A denial of appellant's petition was, as to her, a final decree, and within the provision of Code, § 2837. Clifford v. Montgomery, 202 Ala. 609, 81 So. 551; First Nat. Bank v. Watters, 201 Ala. 670, 672, 79 So. 242; Plunkett v. Dendy,197 Ala. 262, 72 So. 525; De Graffenried v. Breitling,192 Ala. 254, 68 So. 265; State ex rel. v. Kemp. 205 Ala. 201,87 So. 836; Ex parte Elyton Land Co., 104 Ala. 86, 15 So. 939; Alexander v. Bates, 127 Ala. 328, 28 So. 415; Adams v. Sayre, 76 Ala. 509; Wynn, Adm'r. v. Bank, 166 Ala. 469,53 So. 228; Dickens v. Dickens, 174 Ala. 345. 56 So. 809; Gainer v. Jones, 176 Ala. 408, 58 So. 288. That is to say, the effect of the instant decree was to determine that appellant was not the widow of Franklin McClurkin, deceased, and the denying and dismissing of her petition for homestead exemption in his estate was a final determination of "the equities of the case" in so far as affected petitioner's rights in the properties and estate of said decedent.

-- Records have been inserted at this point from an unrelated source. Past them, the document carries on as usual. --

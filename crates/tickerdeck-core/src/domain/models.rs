use std::collections::BTreeMap;

use serde::ser::SerializeMap;
use serde::{Serialize, Serializer};

use crate::Granularity;

/// Canonical quote, serialized under `"Global Quote"`.
#[derive(Debug, Clone, PartialEq, Serialize)]
pub struct Quote {
    #[serde(rename = "01. symbol")]
    pub symbol: String,
    #[serde(rename = "02. open", serialize_with = "price_string")]
    pub open: f64,
    #[serde(rename = "03. high", serialize_with = "price_string")]
    pub high: f64,
    #[serde(rename = "04. low", serialize_with = "price_string")]
    pub low: f64,
    #[serde(rename = "05. price", serialize_with = "price_string")]
    pub price: f64,
    #[serde(rename = "06. volume", serialize_with = "volume_string")]
    pub volume: u64,
    #[serde(rename = "07. latest trading day")]
    pub latest_trading_day: String,
    #[serde(rename = "08. previous close", serialize_with = "price_string")]
    pub previous_close: f64,
    #[serde(rename = "09. change", serialize_with = "price_string")]
    pub change: f64,
    /// Already scaled to percent (1.5 means 1.5%).
    #[serde(rename = "10. change percent", serialize_with = "percent_string")]
    pub change_percent: f64,
}

/// `GET /quote` payload.
#[derive(Debug, Clone, PartialEq, Serialize)]
pub struct QuoteResponse {
    #[serde(rename = "Global Quote")]
    pub quote: Quote,
}

/// One OHLCV bucket.
#[derive(Debug, Clone, Copy, PartialEq, Serialize)]
pub struct Candle {
    #[serde(rename = "1. open", serialize_with = "price_string")]
    pub open: f64,
    #[serde(rename = "2. high", serialize_with = "price_string")]
    pub high: f64,
    #[serde(rename = "3. low", serialize_with = "price_string")]
    pub low: f64,
    #[serde(rename = "4. close", serialize_with = "price_string")]
    pub close: f64,
    #[serde(rename = "5. volume", serialize_with = "volume_string")]
    pub volume: u64,
}

impl Candle {
    /// Builds a candle whose high/low are widened to contain open and close.
    pub fn enclosing(open: f64, high: f64, low: f64, close: f64, volume: u64) -> Self {
        Self {
            open,
            high: high.max(open).max(close),
            low: low.min(open).min(close),
            close,
            volume,
        }
    }

    pub fn is_well_ordered(&self) -> bool {
        self.low <= self.open.min(self.close) && self.open.max(self.close) <= self.high
    }
}

/// Where a series' candles came from. Not part of the canonical series
/// payload, where the origin only shows through `Meta Data."1. Information"`.
#[derive(Debug, Clone, Copy, PartialEq, Eq, Serialize)]
#[serde(rename_all = "lowercase")]
pub enum SeriesOrigin {
    Provider,
    Synthetic,
    Empty,
}

/// Canonical time series: `Meta Data` plus exactly one granularity container.
#[derive(Debug, Clone, PartialEq)]
pub struct SeriesResponse {
    pub symbol: String,
    pub granularity: Granularity,
    pub origin: SeriesOrigin,
    pub information: String,
    pub last_refreshed: String,
    pub entries: BTreeMap<String, Candle>,
}

impl SeriesResponse {
    /// Well-formed shell with an empty container.
    pub fn empty(symbol: impl Into<String>, granularity: Granularity, information: impl Into<String>) -> Self {
        Self {
            symbol: symbol.into(),
            granularity,
            origin: SeriesOrigin::Empty,
            information: information.into(),
            last_refreshed: String::new(),
            entries: BTreeMap::new(),
        }
    }

    pub fn container_key(&self) -> &'static str {
        self.granularity.container_key()
    }

    pub fn is_empty(&self) -> bool {
        self.entries.is_empty()
    }

    pub fn len(&self) -> usize {
        self.entries.len()
    }

    fn meta_data(&self) -> BTreeMap<&'static str, String> {
        let mut meta = BTreeMap::new();
        meta.insert("1. Information", self.information.clone());
        meta.insert("2. Symbol", self.symbol.clone());
        meta.insert("3. Last Refreshed", self.last_refreshed.clone());
        if self.granularity.is_intraday() {
            meta.insert("4. Interval", self.granularity.as_str().to_owned());
            meta.insert("5. Time Zone", String::from("UTC"));
        } else {
            meta.insert("4. Time Zone", String::from("UTC"));
        }
        meta
    }
}

impl Serialize for SeriesResponse {
    fn serialize<S>(&self, serializer: S) -> Result<S::Ok, S::Error>
    where
        S: Serializer,
    {
        let mut map = serializer.serialize_map(Some(2))?;
        map.serialize_entry("Meta Data", &self.meta_data())?;
        map.serialize_entry(self.container_key(), &self.entries)?;
        map.end()
    }
}

/// Canonical search match (`bestMatches` item).
#[derive(Debug, Clone, PartialEq, Serialize)]
pub struct SearchMatch {
    #[serde(rename = "1. symbol")]
    pub symbol: String,
    #[serde(rename = "2. name")]
    pub name: String,
    #[serde(rename = "3. type")]
    pub kind: String,
    #[serde(rename = "4. region")]
    pub region: String,
    #[serde(rename = "5. marketOpen")]
    pub market_open: String,
    #[serde(rename = "6. marketClose")]
    pub market_close: String,
    #[serde(rename = "7. timezone")]
    pub timezone: String,
    #[serde(rename = "8. currency")]
    pub currency: String,
    #[serde(rename = "9. matchScore")]
    pub match_score: String,
}

#[derive(Debug, Clone, Default, PartialEq, Serialize)]
pub struct SearchResponse {
    #[serde(rename = "bestMatches")]
    pub best_matches: Vec<SearchMatch>,
}

#[derive(Debug, Clone, PartialEq, Serialize)]
pub struct NewsTopic {
    pub topic: String,
    pub relevance_score: String,
}

/// Canonical news item (`feed` item).
#[derive(Debug, Clone, PartialEq, Serialize)]
pub struct NewsItem {
    pub title: String,
    pub url: String,
    pub time_published: String,
    pub summary: String,
    pub banner_image: Option<String>,
    pub source: String,
    pub topics: Vec<NewsTopic>,
    pub tickers: Vec<String>,
}

#[derive(Debug, Clone, Default, PartialEq, Serialize)]
pub struct NewsFeed {
    pub feed: Vec<NewsItem>,
}

/// Rounds to four decimals and prints the shortest decimal form (`2`, not `2.0`).
pub fn format_decimal(value: f64) -> String {
    if !value.is_finite() {
        return String::from("0");
    }
    let rounded = (value * 10_000.0).round() / 10_000.0;
    if rounded == 0.0 {
        return String::from("0");
    }
    rounded.to_string()
}

pub fn format_percent(value: f64) -> String {
    let value = if value.is_finite() { value } else { 0.0 };
    format!("{value:.4}%")
}

fn price_string<S>(value: &f64, serializer: S) -> Result<S::Ok, S::Error>
where
    S: Serializer,
{
    serializer.serialize_str(&format_decimal(*value))
}

fn volume_string<S>(value: &u64, serializer: S) -> Result<S::Ok, S::Error>
where
    S: Serializer,
{
    serializer.collect_str(value)
}

fn percent_string<S>(value: &f64, serializer: S) -> Result<S::Ok, S::Error>
where
    S: Serializer,
{
    serializer.serialize_str(&format_percent(*value))
}

#[cfg(test)]
mod tests {
    use super::*;

    #[test]
    fn formats_decimals_without_trailing_zeroes() {
        assert_eq!(format_decimal(2.0), "2");
        assert_eq!(format_decimal(150.123456), "150.1235");
        assert_eq!(format_decimal(-0.00001), "0");
        assert_eq!(format_decimal(f64::NAN), "0");
        assert_eq!(format_percent(1.351351), "1.3514%");
    }

    #[test]
    fn enclosing_candle_is_well_ordered() {
        let candle = Candle::enclosing(10.0, 9.5, 10.5, 11.0, 100);
        assert_eq!(candle.high, 11.0);
        assert_eq!(candle.low, 10.0);
        assert!(candle.is_well_ordered());
    }

    #[test]
    fn series_serializes_exactly_one_container() {
        let mut series = SeriesResponse::empty("AAPL", Granularity::Weekly, "none");
        series
            .entries
            .insert(String::from("2024-03-01"), Candle::enclosing(1.0, 2.0, 0.5, 1.5, 7));

        let json = serde_json::to_value(&series).expect("serialize");
        let object = json.as_object().expect("object");
        assert_eq!(object.len(), 2);
        assert_eq!(json["Meta Data"]["2. Symbol"], "AAPL");
        assert_eq!(json["Weekly Time Series"]["2024-03-01"]["5. volume"], "7");
        assert_eq!(json["Weekly Time Series"]["2024-03-01"]["2. high"], "2");
    }

    #[test]
    fn intraday_meta_data_names_the_interval() {
        let series = SeriesResponse::empty("MSFT", Granularity::FiveMinutes, "none");
        let json = serde_json::to_value(&series).expect("serialize");
        assert_eq!(json["Meta Data"]["4. Interval"], "5min");
        assert!(json["Time Series (5min)"].as_object().expect("container").is_empty());
    }
}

Where the testimony is taken orally before the court as prescribed by the act of 1915 (page 705), whether in equity (Andrews v. Grey, 199 Ala. 152, 74 So. 62; Manchuria S. S. Co. v. Donald Co., 200 Ala. 638, 77 So. 12; Hess v. Hodges, 201 Ala. 309, 78 So. 85, L.R.A. 1918D, 858; Bolen *515 v. Bolen, 205 Ala. 114, 87 So. 797; Fitzpatrick v. Stringer,200 Ala. 574, 76 So. 932) or at law (Christie v. Durden,205 Ala. 571, 88 So. 667; Hackett v. Cash, 196 Ala. 403,72 So. 52; Ahlrichs v. Rollo, 200 Ala. 271, 76 So. 37; Finney v. Studebaker Corp., 196 Ala. 422, 72 So. 54; Gray v. Handy, 204 Ala. 559, 86 So. 548), this court will not disturb the judgment or decree of the trial court rested thereon, unless it is plainly erroneous. To such judgment or decree is accorded the weight of the verdict of a jury; the record showing that testimony in instant case was so taken by consent of parties.

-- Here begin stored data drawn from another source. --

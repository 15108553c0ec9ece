//! Token codec
//!
//! Turns a profile snapshot into a signed, time-bounded JWT and a presented
//! token string back into claims. Access and refresh tokens use independent
//! secrets; which secret a caller passes decides which kind verifies.

use chrono::{Duration, Utc};
use jsonwebtoken::errors::ErrorKind;
use jsonwebtoken::{decode, encode, Algorithm, DecodingKey, EncodingKey, Header, Validation};
use thiserror::Error;

use super::models::{Claims, PublicProfile};

#[derive(Debug, Error)]
pub enum TokenError {
    #[error("token is malformed")]
    Malformed,

    #[error("token signature is invalid")]
    InvalidSignature,

    #[error("token has expired")]
    Expired,

    #[error("token encoding failed: {0}")]
    Encoding(#[source] jsonwebtoken::errors::Error),
}

/// Issue a signed token carrying `profile` with the given lifetime.
pub fn issue(profile: &PublicProfile, secret: &str, ttl: Duration) -> Result<String, TokenError> {
    let now = Utc::now();
    let claims = Claims {
        sub: profile.id,
        email: profile.email.clone(),
        name: profile.name.clone(),
        role: profile.role,
        iat: now.timestamp(),
        exp: (now + ttl).timestamp(),
    };

    encode(
        &Header::new(Algorithm::HS256),
        &claims,
        &EncodingKey::from_secret(secret.as_bytes()),
    )
    .map_err(TokenError::Encoding)
}

/// Verify a presented token string against `secret` and return its claims.
///
/// Expiry is checked with zero leeway: a token whose `exp` is at or before
/// the current time is rejected even when the signature is valid.
pub fn verify(token: &str, secret: &str) -> Result<Claims, TokenError> {
    let mut validation = Validation::new(Algorithm::HS256);
    validation.leeway = 0;

    decode::<Claims>(
        token,
        &DecodingKey::from_secret(secret.as_bytes()),
        &validation,
    )
    .map(|data| data.claims)
    .map_err(|e| match e.kind() {
        ErrorKind::ExpiredSignature => TokenError::Expired,
        ErrorKind::InvalidSignature => TokenError::InvalidSignature,
        _ => TokenError::Malformed,
    })
}
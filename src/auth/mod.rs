//! # Auth Module
//!
//! This module handles all authentication-related functionality including:
//! - Credential verification against the user store
//! - Access/refresh token issuance and validation
//! - Refresh-token exchange with rotation

pub mod models;
pub mod password;
pub mod service;
pub mod store;
pub mod token;


pub use models::{Claims, PublicProfile, Role, SessionBundle, UserRecord};
pub use service::AuthService;
pub use store::{CredentialStore, SqliteCredentialStore};
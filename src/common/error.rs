// Error types crossing the authentication service boundary

use thiserror::Error;

use crate::auth::token::TokenError;

/// Failures reported to callers of the authentication service.
///
/// Codec-level outcomes (malformed, bad signature, expired) never cross this
/// boundary during verification; they are collapsed into the two opaque
/// variants below so a caller cannot distinguish an expired token from a
/// forged one.
#[derive(Debug, Error)]
pub enum AuthError {
    /// Unknown account or wrong password. The two sub-cases are reported
    /// identically so login cannot be used to probe which emails exist.
    #[error("invalid email or password")]
    InvalidCredentials,

    /// Malformed, expired, wrong-signature, or user-no-longer-found during
    /// a refresh exchange.
    #[error("invalid refresh token")]
    InvalidRefreshToken,

    #[error("database error: {0}")]
    Database(#[from] sqlx::Error),

    /// Token issuance failed. Verification failures never surface here.
    #[error("token issuance failed: {0}")]
    Token(#[source] TokenError),
}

In Carter v. Gaines, 204 Ala. 640, 87 So. 109, the subject of common-law marriage was discussed, the authorities collected, and it is unnecessary to prolong the same further than to say (see Farley v. Farley, 94 Ala. 501, 10 So. 646, 33 Am. St. Rep. 141; Beggs v. State, 55 Ala. 108; White v. Hill, 176 Ala. 480, 58 So. 444; Bynon v. State, 117 Ala. 80,23 So. 640, 67 Am. St. Rep. 163; Tartt v. Negus, 127 Ala. 301,28 So. 713) that to constitute such a marriage it is only necessary that there should be a mutual consent between the parties to be husband and wife, followed by cohabitation and living together as husband and wife, and upon the establishment of such relation there is a lawful marriage, without regard to what the parties consider the legal effect of such relation to be. Herd v. Herd, 194 Ala. 613, 69 So. 885, L.R.A. 1916B, 1243.

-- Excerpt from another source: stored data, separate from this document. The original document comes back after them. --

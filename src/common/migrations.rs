// src/common/migrations.rs
//! Database schema management for the authentication core

use sqlx::SqlitePool;
use std::env;
use tracing::{error, info};

use crate::auth::password;
use crate::common::safe_email_log;

/// Run all database migrations
pub async fn run_migrations(pool: &SqlitePool) -> Result<(), sqlx::Error> {
    create_user_tables(pool).await?;
    seed_admin_user(pool).await?;

    info!("Database migration completed successfully");

    Ok(())
}

async fn create_user_tables(pool: &SqlitePool) -> Result<(), sqlx::Error> {
    sqlx::query(
        r#"
        CREATE TABLE IF NOT EXISTS users (
            id INTEGER PRIMARY KEY AUTOINCREMENT,
            email TEXT NOT NULL UNIQUE,
            name TEXT NOT NULL,
            role TEXT NOT NULL DEFAULT 'volunteer',
            password_hash TEXT NOT NULL,
            created_at TEXT DEFAULT (datetime('now'))
        )
        "#,
    )
    .execute(pool)
    .await?;

    Ok(())
}

/// Create the initial admin account from `ADMIN_EMAIL` / `ADMIN_PASSWORD`
/// environment variables. Only inserts if the email is not already present,
/// so restarts never overwrite an existing account.
async fn seed_admin_user(pool: &SqlitePool) -> Result<(), sqlx::Error> {
    let (email, password) = match (env::var("ADMIN_EMAIL"), env::var("ADMIN_PASSWORD")) {
        (Ok(e), Ok(p)) if !e.is_empty() && !p.is_empty() => (e, p),
        _ => return Ok(()),
    };

    let existing: Option<(i64,)> = sqlx::query_as("SELECT id FROM users WHERE email = ?")
        .bind(&email)
        .fetch_optional(pool)
        .await?;

    if existing.is_some() {
        return Ok(());
    }

    let password_hash = match password::hash(&password) {
        Ok(h) => h,
        Err(e) => {
            // Seeding is best-effort; the schema itself is already in place
            error!(error = %e, "Failed to hash admin password, skipping admin seed");
            return Ok(());
        }
    };

    sqlx::query("INSERT INTO users (email, name, role, password_hash) VALUES (?, ?, 'admin', ?)")
        .bind(&email)
        .bind("Administrator")
        .bind(&password_hash)
        .execute(pool)
        .await?;

    info!(email = %safe_email_log(&email), "Seeded initial admin account");

    Ok(())
}
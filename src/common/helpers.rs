// Helper functions for safe logging

/// Masks email addresses for safe logging
/// Prevents sensitive data exposure while preserving debugging utility
///
/// # Example
/// ```
/// use ngo_admin_api::common::safe_email_log;
///
/// let masked = safe_email_log("user@example.com");
/// // Returns: "u***@example.com"
/// ```
pub fn safe_email_log(email: &str) -> String {
    if email.len() > 3 {
        let parts: Vec<&str> = email.split('@').collect();
        if parts.len() == 2 {
            format!("{}***@{}", &parts[0][..1.min(parts[0].len())], parts[1])
        } else {
            "***@***.***".to_string()
        }
    } else {
        "***@***.***".to_string()
    }
}

/// Masks tokens for safe logging
/// Shows only first and last 4 characters
///
/// # Example
/// ```
/// use ngo_admin_api::common::safe_token_log;
///
/// let masked = safe_token_log("eyJhbGciOiJIUzI1NiIsInR5cCI6IkpXVCJ9");
/// // Returns: "eyJh...VCJ9"
/// ```
pub fn safe_token_log(token: &str) -> String {
    if token.len() > 8 {
        format!("{}...{}", &token[..4], &token[token.len() - 4..])
    } else {
        "***".to_string()
    }
}
//! Argon2id password hashing
//!
//! Stored credentials are PHC-format hash strings (salt included); the
//! plaintext never touches the database.

use argon2::password_hash::{rand_core::OsRng, SaltString};
use argon2::{Argon2, PasswordHash, PasswordHasher, PasswordVerifier};

/// Hash a password with a freshly generated salt.
pub fn hash(password: &str) -> Result<String, argon2::password_hash::Error> {
    let salt = SaltString::generate(&mut OsRng);
    let hash = Argon2::default().hash_password(password.as_bytes(), &salt)?;
    Ok(hash.to_string())
}

/// Check a presented password against a stored hash.
///
/// An unparseable stored hash counts as a mismatch rather than an error:
/// from the caller's perspective both are just failed verification.
pub fn verify(password: &str, stored_hash: &str) -> bool {
    match PasswordHash::new(stored_hash) {
        Ok(parsed) => Argon2::default()
            .verify_password(password.as_bytes(), &parsed)
            .is_ok(),
        Err(_) => false,
    }
}
//! Authentication data models

use serde::{Deserialize, Serialize};
use sqlx::FromRow;

/// Profile tag attached to every account.
///
/// Stored lowercase in the database and serialized lowercase on the wire.
#[derive(Debug, Clone, Copy, PartialEq, Eq, Serialize, Deserialize, sqlx::Type)]
#[serde(rename_all = "lowercase")]
#[sqlx(rename_all = "lowercase")]
pub enum Role {
    Admin,
    Staff,
    Volunteer,
}

/// User database model.
///
/// Deliberately not `Serialize`: the credential hash must never pass
/// through a serializer on its way out of the service.
#[derive(Debug, Clone, FromRow)]
pub struct UserRecord {
    pub id: i64,
    pub email: String,
    pub name: String,
    pub role: Role,
    pub password_hash: String,
}

/// The subset of a user record that is safe to expose: embedded in every
/// issued token and returned to the caller alongside the token pair.
#[derive(Debug, Clone, PartialEq, Serialize, Deserialize)]
pub struct PublicProfile {
    pub id: i64,
    pub email: String,
    pub name: String,
    pub role: Role,
}

impl From<&UserRecord> for PublicProfile {
    fn from(user: &UserRecord) -> Self {
        Self {
            id: user.id,
            email: user.email.clone(),
            name: user.name.clone(),
            role: user.role,
        }
    }
}

/// JWT claims structure: one profile snapshot plus the validity window
#[derive(Debug, Clone, PartialEq, Serialize, Deserialize)]
pub struct Claims {
    pub sub: i64,
    pub email: String,
    pub name: String,
    pub role: Role,
    pub iat: i64,
    pub exp: i64,
}

impl Claims {
    pub fn profile(&self) -> PublicProfile {
        PublicProfile {
            id: self.sub,
            email: self.email.clone(),
            name: self.name.clone(),
            role: self.role,
        }
    }
}

/// Token pair handed back on successful login or refresh
#[derive(Debug, Clone, Serialize)]
pub struct SessionBundle {
    pub access_token: String,
    pub refresh_token: String,
    pub user: PublicProfile,
}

Though the evidence may tend to show an abandonment by Franklin McClurkin of the relation of husband and wife theretofore contracted or assumed with Della McClurkin, and an attempt thereafter to contract marriage with Mittie McClurkin — that they mutually agreed to be husband and wife, followed by cohabitation and living together for many years as man and wife — this did not destroy the former valid common-law marriage contracted by him with Della McClurkin. In the absence of the divorce of the parties, they were not thereafter free to contract marriage with others as was sought to be shown by the evidence of an attempted marriage with the said Mittie. Evans v. Evans, 200 Ala. 329, 76 So. 95. The evidence supported the finding of the court that Della McClurkin was the wife of Franklin McClurkin in the year 1888, and therefore at the time of his death.

A careful examination of the record impresses us that no reversible error has been committed. The decree of the circuit court, in equity, is affirmed.

Affirmed.

ANDERSON, C. J., and McCLELLAN and SOMERVILLE, JJ., concur.